The examination, led by University of Arizona Professor Michael Worobey, tested blood samples of gay men in New York City and San Francisco that were drawn before HIV was known in the U.S., in 1978 and 1979. Researchers were able to conclude that 6.6 percent of the New York samples and 3.7 percent of the San Francisco samples tested positive for HIV antibodies, which indicated the virus had been present and spreading in those cities before Dugas was blamed for spreading the disease.
“In short, we found no evidence that Patient 0 was the first person infected by this lineage of HIV-1,” the study said. “Thus, while he did link AIDS cases in New York and Los Angeles through sexual contact, our results refute the widespread mis-interpretation that he also infected them with HIV-1.”
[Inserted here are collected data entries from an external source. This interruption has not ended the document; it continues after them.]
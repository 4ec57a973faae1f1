use crate::domain::invoice::{Customer, InvoiceStatus};
use crate::domain::money::{Currency, Money};
use crate::error::{BillingError, Result};
use rust_decimal::Decimal;
use serde::Deserialize;
use serde::de::DeserializeOwned;
use std::io::Read;

/// One line of an invoice import file: `customer, amount, currency, status`.
///
/// The status column may be left empty, in which case the invoice is pending.
#[derive(Debug, Deserialize, PartialEq, Clone)]
pub struct InvoiceRecord {
    pub customer: u32,
    pub amount: Decimal,
    pub currency: Currency,
    pub status: Option<InvoiceStatus>,
}

impl InvoiceRecord {
    pub fn money(&self) -> Result<Money> {
        Money::new(self.amount, self.currency)
    }

    pub fn status(&self) -> InvoiceStatus {
        self.status.unwrap_or_default()
    }
}

/// Reads CSV records of type `T` from any `Read` source.
///
/// Wraps `csv::Reader`, trimming whitespace and tolerating short records.
/// Use [`InvoiceReader`] for invoice files and [`CustomerReader`] for
/// customer files (`id, currency`).
pub struct RecordReader<R: Read, T> {
    reader: csv::Reader<R>,
    _record: std::marker::PhantomData<T>,
}

pub type InvoiceReader<R> = RecordReader<R, InvoiceRecord>;
pub type CustomerReader<R> = RecordReader<R, Customer>;

impl<R: Read, T: DeserializeOwned> RecordReader<R, T> {
    pub fn new(source: R) -> Self {
        let reader = csv::ReaderBuilder::new()
            .trim(csv::Trim::All)
            .flexible(true)
            .from_reader(source);
        Self {
            reader,
            _record: std::marker::PhantomData,
        }
    }

    /// Returns an iterator that lazily reads and deserializes records.
    pub fn records(self) -> impl Iterator<Item = Result<T>> {
        self.reader
            .into_deserialize()
            .map(|result| result.map_err(BillingError::from))
    }
}
pub mod invoice;
pub mod money;
pub mod ports;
HIV evolved from a virus in sub-Saharan Africa that was infecting primates, which is believed to have begun infecting humans in the early 1900s. The disease is thought to have come to the U.S. from the Caribbean. When researchers studied the virus genome in the blood samples, they found enough differences that indicated the virus had likely been spreading for several years before the samples were drawn in the late 70s.